LES FAITS : Document final – Conférence de l’ONU sur la crise financière
Adopté par consensus, le document final de la Conférence réaffirme l’importance du rôle de l’ONU dans les questions économiques internationales; il présente un diagnostic honnête sur la façon dont la crise se déroule, ses causes, ses effets et certains défis; il donne également une idée de ce qui doit changer. Il déçoit cependant en ne donnant pas d’indication sur ce qui « peut » changer. Voici un relevé des progrès réalisés lors de cette Conférence par rapport au G20 d’avril (Mise à jour, avril 2009) et à la Conférence de Doha sur le financement du développement (Mise à jour, décembre 2008) :

  • En même temps qu’il encourageait les pays industrialisés à dépenser davantage, le FMI exigeait de plus en plus de compressions de la part des pays en développement. Le document de l’ONU réclame de nouveaux mécanismes capable d’assurer la distribution de nouvelles ressources aux pays en développement afin de leur permettre d’appliquer des politiques (budgétaires) anticycliques (§14), et il souligne la nécessité de laisser une plus grande marge de manœuvre aux pays pour prendre de telles mesures (§13, 14, 18), notamment en imposant des « restrictions temporaires au mouvement des capitaux » et des « suspensions temporaires du service de la dette » (§15). Il réclame également du FMI qu’il rationalise les conditionnalités et qu’il veille à ce que les nouveaux programmes ne comportent pas de « conditionnalités procycliques injustifiées » (§17).
  • Le FMI ayant déjà noté que 28 pays subissent une pression constante parce qu’ils disposent de moins de trois mois de réserves pour couvrir leurs importations essentielles, il est inquiétant de constater que le document offre si peu d’éléments pour contrer la menace d’une crise de l’endettement. Il se contente de demander aux États d’honorer leurs engagements concernant l’allégement de la dette (§34) et de faire davantage pour éviter une nouvelle crise de l’endettement (§33). Il ouvre cependant la porte aux pays qui voudraient instaurer des mesures temporaires de stabilisation de la dette (gel du service de la dette) (§15) et explorer « la nécessité et la faisabilité d’un cadre mieux structuré en vue de la coopération internationale » – un bien petit pas vers la réalisation d’un mécanisme de restructuration de la dette.

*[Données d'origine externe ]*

//! Shunting-yard conversion from infix to postfix order.
//!
//! A single left-to-right pass over the tokens:
//! 1. Operands go straight to the output.
//! 2. An operator pops pending operators of greater or equal precedence,
//!    but only when it is itself left-associative, then is pushed.
//! 3. `(` is pushed unconditionally.
//! 4. `)` pops into the output down to the matching `(`, which is discarded.
//! 5. At end of input the stack is drained into the output.
//!
//! Operands are never reordered; only operators move.

use crate::config::{ConvertOptions, UnclosedGroups};
use crate::error::ConvertError;
use crate::operators::{Associativity, Operator, PAREN_PRECEDENCE};
use crate::token::Token;

/// An entry on the operator stack. Close parentheses never appear here.
#[derive(Debug, Clone, Copy)]
enum Pending {
    Operator(Operator),
    /// An open parenthesis and the input position it came from.
    Group { position: usize },
}

impl Pending {
    fn token(&self) -> Token {
        match self {
            Pending::Operator(op) => Token::Operator(*op),
            Pending::Group { .. } => Token::OpenParen,
        }
    }
}

/// Convert a pre-tokenized infix expression into postfix order.
///
/// The input is borrowed and left untouched. On error no partial output is
/// returned.
pub fn convert<S: AsRef<str>>(
    tokens: &[S],
    options: &ConvertOptions,
) -> Result<Vec<Token>, ConvertError> {
    tracing::debug!(tokens = tokens.len(), "converting infix expression");

    let mut stack: Vec<Pending> = Vec::new();
    let mut output: Vec<Token> = Vec::with_capacity(tokens.len());
    let mut depth = 0usize;

    for (position, raw) in tokens.iter().enumerate() {
        match Token::classify(raw.as_ref(), position)? {
            token @ Token::Operand(_) => output.push(token),
            Token::Operator(op) => push_operator(op, &mut stack, &mut output)?,
            Token::OpenParen => {
                depth += 1;
                if let Some(max_depth) = options.max_depth {
                    if depth > max_depth {
                        return Err(ConvertError::NestingTooDeep {
                            position,
                            max_depth,
                        });
                    }
                }
                tracing::trace!(position, depth, "push (");
                stack.push(Pending::Group { position });
            }
            Token::CloseParen => {
                close_group(position, &mut stack, &mut output)?;
                depth -= 1;
            }
        }
    }

    drain(stack, &mut output, options)?;

    tracing::debug!(output = output.len(), "conversion complete");
    Ok(output)
}

/// Split `input` on ASCII whitespace and convert the resulting tokens.
///
/// Tokens must already be separated: `A*B` is one (invalid) token.
pub fn convert_str(input: &str, options: &ConvertOptions) -> Result<Vec<Token>, ConvertError> {
    let tokens: Vec<&str> = input.split_ascii_whitespace().collect();
    convert(&tokens, options)
}

/// Render a token sequence space-joined, e.g. `A B * C +`.
pub fn to_postfix_string(tokens: &[Token]) -> String {
    tokens
        .iter()
        .map(Token::to_string)
        .collect::<Vec<_>>()
        .join(" ")
}

fn push_operator(
    op: Operator,
    stack: &mut Vec<Pending>,
    output: &mut Vec<Token>,
) -> Result<(), ConvertError> {
    let info = op.info()?;

    // Equal precedence is settled by the incoming operator's associativity.
    if info.associativity == Associativity::Left {
        while let Some(top) = stack.last().map(Pending::token) {
            // An open group is never compared by precedence.
            if top.is_paren() {
                break;
            }
            if top.precedence()?.unwrap_or(PAREN_PRECEDENCE) < info.precedence {
                break;
            }
            tracing::trace!(popped = %top, incoming = %op, "pop for precedence");
            stack.pop();
            output.push(top);
        }
    }

    tracing::trace!(operator = %op, "push operator");
    stack.push(Pending::Operator(op));
    Ok(())
}

fn close_group(
    position: usize,
    stack: &mut Vec<Pending>,
    output: &mut Vec<Token>,
) -> Result<(), ConvertError> {
    loop {
        match stack.pop() {
            Some(Pending::Operator(op)) => output.push(Token::Operator(op)),
            Some(Pending::Group { position: opened }) => {
                tracing::trace!(opened, closed = position, "group closed");
                return Ok(());
            }
            None => return Err(ConvertError::UnbalancedParentheses { position }),
        }
    }
}

fn drain(
    mut stack: Vec<Pending>,
    output: &mut Vec<Token>,
    options: &ConvertOptions,
) -> Result<(), ConvertError> {
    while let Some(pending) = stack.pop() {
        match pending {
            Pending::Operator(op) => output.push(Token::Operator(op)),
            Pending::Group { position } => match options.unclosed_groups {
                UnclosedGroups::Reject => {
                    return Err(ConvertError::UnclosedParenthesis { position });
                }
                UnclosedGroups::Emit => {
                    tracing::warn!(position, "unclosed '(' emitted into output");
                    output.push(Token::OpenParen);
                }
            },
        }
    }
    Ok(())
}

  • À la suite du G20 d’avril, le FMI a convenu d’émettre des droits de tirage spéciaux (DTS) d’un montant de 250 milliards de dollars. Bien qu’ils soient alloués proportionnellement à la taille de l’économie des pays plutôt qu’à leurs besoins, ces DTS augmentent les réserves de devises étrangères des banques centrales, libérant ainsi des dollars, des yens ou des euros qui peuvent être consacrés aux dépenses. Ils portent un faible intérêt et ne sont pas accompagnés de conditions. L’appel à ratifier l’amendement des statuts du FMI pour permettre l’utilisation des DTS à des fins de développement est aussi positif.

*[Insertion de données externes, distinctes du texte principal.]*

// Manager configuration

use super::constants::{BATCH_LIMIT, MIN_DISPATCH_INTERVAL};
use crate::error::{AppError, Result};
use std::str::FromStr;
use std::time::Duration;

/// What the dispatch loop does when the fetcher returns an error
#[derive(Debug, Clone, Copy, PartialEq, Eq, Default)]
pub enum FetchErrorPolicy {
    /// Log, back off for one dispatch interval and keep polling
    #[default]
    Skip,
    /// Stop the manager and return the error from `start`
    Halt,
}

impl FromStr for FetchErrorPolicy {
    type Err = AppError;

    fn from_str(s: &str) -> Result<Self> {
        match s.trim().to_ascii_lowercase().as_str() {
            "skip" => Ok(FetchErrorPolicy::Skip),
            "halt" => Ok(FetchErrorPolicy::Halt),
            other => Err(AppError::Config(format!(
                "Unknown fetch error policy '{}' (expected 'skip' or 'halt')",
                other
            ))),
        }
    }
}

impl std::fmt::Display for FetchErrorPolicy {
    fn fmt(&self, f: &mut std::fmt::Formatter<'_>) -> std::fmt::Result {
        match self {
            FetchErrorPolicy::Skip => write!(f, "skip"),
            FetchErrorPolicy::Halt => write!(f, "halt"),
        }
    }
}

/// Manager configuration
#[derive(Debug, Clone)]
pub struct ManagerConfig {
    /// Maximum number of units admitted at once
    pub concurrency: usize,

    /// Messages requested per batch-mode poll
    pub batch_limit: usize,

    /// Backoff when no slot is free or no queue is eligible
    pub min_dispatch_interval: Duration,

    pub fetch_error_policy: FetchErrorPolicy,
}

impl ManagerConfig {
    pub fn new(concurrency: usize) -> Self {
        Self {
            concurrency,
            batch_limit: BATCH_LIMIT,
            min_dispatch_interval: MIN_DISPATCH_INTERVAL,
            fetch_error_policy: FetchErrorPolicy::default(),
        }
    }

    pub fn with_batch_limit(mut self, batch_limit: usize) -> Self {
        self.batch_limit = batch_limit;
        self
    }

    pub fn with_min_dispatch_interval(mut self, interval: Duration) -> Self {
        self.min_dispatch_interval = interval;
        self
    }

    pub fn with_fetch_error_policy(mut self, policy: FetchErrorPolicy) -> Self {
        self.fetch_error_policy = policy;
        self
    }

    /// Reject configurations the dispatch loop cannot run with
    pub fn validate(&self) -> Result<()> {
        if self.concurrency == 0 {
            return Err(AppError::Config(
                "concurrency must be a positive integer".to_string(),
            ));
        }
        if self.batch_limit == 0 {
            return Err(AppError::Config(
                "batch_limit must be a positive integer".to_string(),
            ));
        }
        Ok(())
    }
}

#[cfg(test)]
mod tests {
    use super::*;

    #[test]
    fn test_defaults() {
        let config = ManagerConfig::new(25);
        assert_eq!(config.batch_limit, 10);
        assert_eq!(config.min_dispatch_interval, Duration::from_millis(100));
        assert_eq!(config.fetch_error_policy, FetchErrorPolicy::Skip);
        assert!(config.validate().is_ok());
    }

    #[test]
    fn test_zero_concurrency_rejected() {
        let err = ManagerConfig::new(0).validate().unwrap_err();
        assert!(err.to_string().contains("concurrency"));
    }

    #[test]
    fn test_zero_batch_limit_rejected() {
        let err = ManagerConfig::new(1)
            .with_batch_limit(0)
            .validate()
            .unwrap_err();
        assert!(err.to_string().contains("batch_limit"));
    }

    #[test]
    fn test_parse_fetch_error_policy() {
        assert_eq!("skip".parse::<FetchErrorPolicy>().unwrap(), FetchErrorPolicy::Skip);
        assert_eq!(" HALT ".parse::<FetchErrorPolicy>().unwrap(), FetchErrorPolicy::Halt);
        assert!("retry".parse::<FetchErrorPolicy>().is_err());
    }
}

  • On a beaucoup dénoncé l’inefficacité des asymétries entre les réserves de certains pays (p. ex. les énormes réserves chinoises finançant la surconsommation américaine) et la dépendance exagérée de l’économie mondiale envers le dollar. Pour y remédier, le document demande aux États d’examiner « dans quelle mesure un système de réserves plus efficace est faisable et souhaitable ».

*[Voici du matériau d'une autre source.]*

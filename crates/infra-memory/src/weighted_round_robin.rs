//! Weighted round-robin polling strategy
//!
//! Every queue starts in the rotation with weight 1. A poll that finds
//! messages earns the queue one more rotation entry, up to its configured
//! weight. A poll that finds nothing pauses the queue for `delay`; when the
//! pause expires the queue rejoins the rotation with weight 1.

use std::collections::{HashMap, VecDeque};
use std::sync::{Arc, Mutex, MutexGuard, PoisonError};
use std::time::Duration;
use tracing::{debug, info};

use shoal_core::domain::{QueueDescriptor, QueueName};
use shoal_core::port::{PollingStrategy, TimeProvider};

#[derive(Debug, Default)]
struct RotationState {
    /// Configured maximum weight per queue
    max_weights: HashMap<QueueName, usize>,
    /// Rotation entries; a queue appears once per unit of current weight
    rotation: VecDeque<QueueName>,
    /// (unpause_at_millis, queue), ordered by unpause time
    paused: VecDeque<(i64, QueueName)>,
}

impl RotationState {
    fn current_weight(&self, queue: &str) -> usize {
        self.rotation.iter().filter(|q| q.as_str() == queue).count()
    }
}

/// Weighted round-robin over a fixed set of queues
pub struct WeightedRoundRobin {
    state: Mutex<RotationState>,
    delay_ms: i64,
    time_provider: Arc<dyn TimeProvider>,
}

impl WeightedRoundRobin {
    /// Create a strategy from `(queue, weight)` pairs
    ///
    /// # Arguments
    /// * `queues` - Queue names with their maximum weight (0 is treated as 1;
    ///   repeated names add up)
    /// * `delay` - How long a queue stays paused after an empty poll
    /// * `time_provider` - Clock used for pause expiry
    pub fn new(
        queues: Vec<(String, usize)>,
        delay: Duration,
        time_provider: Arc<dyn TimeProvider>,
    ) -> Self {
        let mut state = RotationState::default();
        for (queue, weight) in queues {
            let weight = weight.max(1);
            match state.max_weights.get_mut(&queue) {
                Some(max) => *max += weight,
                None => {
                    state.max_weights.insert(queue.clone(), weight);
                    state.rotation.push_back(queue);
                }
            }
        }

        Self {
            state: Mutex::new(state),
            delay_ms: i64::try_from(delay.as_millis()).unwrap_or(i64::MAX),
            time_provider,
        }
    }

    fn state(&self) -> MutexGuard<'_, RotationState> {
        self.state.lock().unwrap_or_else(PoisonError::into_inner)
    }

    /// Current `(queue, weight)` pairs in the rotation, in first-seen order
    pub fn active_queues(&self) -> Vec<(QueueName, usize)> {
        let state = self.state();
        let mut active: Vec<(QueueName, usize)> = Vec::new();
        for queue in &state.rotation {
            match active.iter_mut().find(|(name, _)| name == queue) {
                Some((_, weight)) => *weight += 1,
                None => active.push((queue.clone(), 1)),
            }
        }
        active
    }

    /// Queues currently paused after an empty poll
    pub fn paused_queues(&self) -> Vec<QueueName> {
        self.state()
            .paused
            .iter()
            .map(|(_, queue)| queue.clone())
            .collect()
    }

    fn unpause_due(&self, state: &mut RotationState) {
        let now = self.time_provider.now_millis();
        while let Some((unpause_at, _)) = state.paused.front() {
            if *unpause_at > now {
                break;
            }
            if let Some((_, queue)) = state.paused.pop_front() {
                debug!(queue = %queue, "Unpaused queue");
                state.rotation.push_back(queue);
            }
        }
    }

    fn pause(&self, state: &mut RotationState, queue: &str) {
        let before = state.rotation.len();
        state.rotation.retain(|q| q != queue);
        if state.rotation.len() == before {
            return;
        }

        let unpause_at = self.time_provider.now_millis().saturating_add(self.delay_ms);
        state.paused.push_back((unpause_at, queue.to_string()));
        debug!(queue = %queue, delay_ms = self.delay_ms, "Paused queue");
    }
}

impl PollingStrategy for WeightedRoundRobin {
    fn next_queue(&self) -> Option<QueueDescriptor> {
        let mut state = self.state();
        self.unpause_due(&mut state);

        let queue = state.rotation.pop_front()?;
        state.rotation.push_back(queue.clone());
        Some(QueueDescriptor::new(queue))
    }

    fn messages_found(&self, queue: &str, count: usize) {
        let mut state = self.state();

        if count == 0 {
            self.pause(&mut state, queue);
            return;
        }

        let current = state.current_weight(queue);
        if current == 0 {
            return;
        }

        let maximum = state.max_weights.get(queue).copied().unwrap_or(1);
        if maximum > current {
            info!(
                queue = %queue,
                weight = current + 1,
                max_weight = maximum,
                "Increasing queue weight"
            );
            state.rotation.push_back(queue.to_string());
        }
    }

    fn active_queue_count(&self) -> usize {
        self.active_queues().len()
    }
}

  • Malgré le souhait des pays riches que cette première conversation de l’ONU sur la crise financière et économique soit aussi la dernière, deux mécanismes institutionnels permettant de poursuivre la démarche demeurent intacts : un « groupe de travail à composition non limitée créé par l’Assemblée générale » afin d’assurer le suivi du document final et un « groupe spécial d’experts sur la crise financière et économique mondiale » chargé d’offrir des conseils et des analyses techniques.